The researchers were confident the image was of a warty pig, which is shown in profile and filled in with irregular patterns of painted lines and dashes, because of the presence of spiky head crests and facial warts – the two conspicuous, hornlike protusions in the upper snout area.
The pig painted on the ceiling of the cave measures 187 centimeters (6 feet) in length and 110 centimeters (3.6 feet) in height and is a red or mulberry color – the prehistoric artists used iron-rich rock as a pigment and could have used two colors. The researchers said there are three other pigs in the scene.
Warty pigs are still common in Indonesia and have since been domesticated.
Not much is known about the people who made the art, Aubert said.
Research has indicated that Homo sapiens arrived in Southeast Asia between 60,000 and 70,000 years ago.
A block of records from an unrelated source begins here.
//! Reversible arithmetic synthesis.
//!
//! This crate builds circuits for modular arithmetic and elliptic-curve
//! point addition out of bit flips, Hadamards, phase rotations and their
//! controlled forms. Every construction is a pure function from registers
//! and classical parameters to a [`Circuit`](qarith_ir::Circuit): it
//! computes the intended function on every basis state, returns every
//! ancilla to |0⟩, and can be inverted or given an extra control.
//!
//! # Layers
//!
//! | Module | Provides |
//! |--------|----------|
//! | [`qft`] | Fourier basis change, plain and controlled |
//! | [`adder`] | register and constant addition mod `2^n` |
//! | [`modular`] | addition, negation and doubling mod `p` |
//! | [`multiplier`] | `acc += x·y` and `acc += x²` mod `p` |
//! | [`lookup`] | table-backed modular inverse |
//! | [`point`] | `P ↦ P + Q` on a short Weierstrass curve |
//!
//! Supporting pieces: [`Gadget`] and the [`Reversible`] trait for opaque
//! invertible units, [`UncomputeContext`] for compute/uncompute staging,
//! [`ModulusConfig`] and [`CurveParams`] for the parameters every
//! constructor takes, and [`Curve`] for classical reference arithmetic.
//!
//! # Example: modular addition
//!
//! ```rust
//! use qarith_gadgets::{ModulusConfig, modular::mod_add};
//! use qarith_ir::QubitAllocator;
//!
//! let cfg = ModulusConfig::new(7).unwrap();
//! let mut alloc = QubitAllocator::new();
//! let x = alloc.register("x", cfg.width());
//! let y = alloc.register("y", cfg.width());
//! let z = alloc.ancilla();
//!
//! // y := (x + y) mod 7, z returns to |0⟩.
//! let circuit = mod_add(&x, &y, z.qubit(), &cfg).unwrap();
//! assert_eq!(circuit.num_qubits(), alloc.num_qubits());
//! ```

pub mod adder;
pub mod config;
pub mod context;
pub mod control;
pub mod curve;
pub mod error;
pub mod gadget;
pub mod inverse;
pub mod lookup;
pub mod modular;
pub mod multiplier;
pub mod point;
pub mod qft;

pub use config::{CurveParams, ModulusConfig, ModulusSpec};
pub use context::UncomputeContext;
pub use control::controlled_circuit;
pub use curve::{AffinePoint, Curve};
pub use error::{SynthResult, SynthesisError};
pub use gadget::{Gadget, Reversible};
pub use inverse::inverse_circuit;
pub use point::{PointRegister, PointWorkspace, controlled_point_add, point_add};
While the researchers said they are unable to definitively conclude that the artwork is the handiwork of cognitively modern humans, that was the most likely explanation.
“Our species must have crossed through Wallacea by watercraft in order to reach Australia by at least 65,000 years ago,” said Aubert, referring to the region between continental Asia and Australia.
“However, the Wallacean islands are poorly explored, and presently the earliest excavated archaeological evidence from this region is much younger in age.”
Nonfigurative artwork has been attributed to other early humans, with rock art found in Spain believed to be the handiwork of Neanderthals – who overlapped with Homo sapiens for about 30,000 years before disappearing 40,000 years ago. However, this finding has been contested.
The depiction of the warty pig is also older than other types of prehistoric artwork found in Europe such as the “Lion-man,” a figurine of a lion-headed human, and a “Venus figurine” carved from mammoth ivory, both found in Germany and thought to be around 40,000 years old.
It’s also more ancient than a recent find on another Indonesian island – an image of cattle that was found in a cave in Borneo.
“This discovery underlines the remarkable antiquity of Indonesia’s rock art and its great significance for understanding the deep-time history of art and its role in humanity’s early story,” said study coauthor Adam Brumm, a professor at Griffith’s Australian Research Centre for Human Evolution.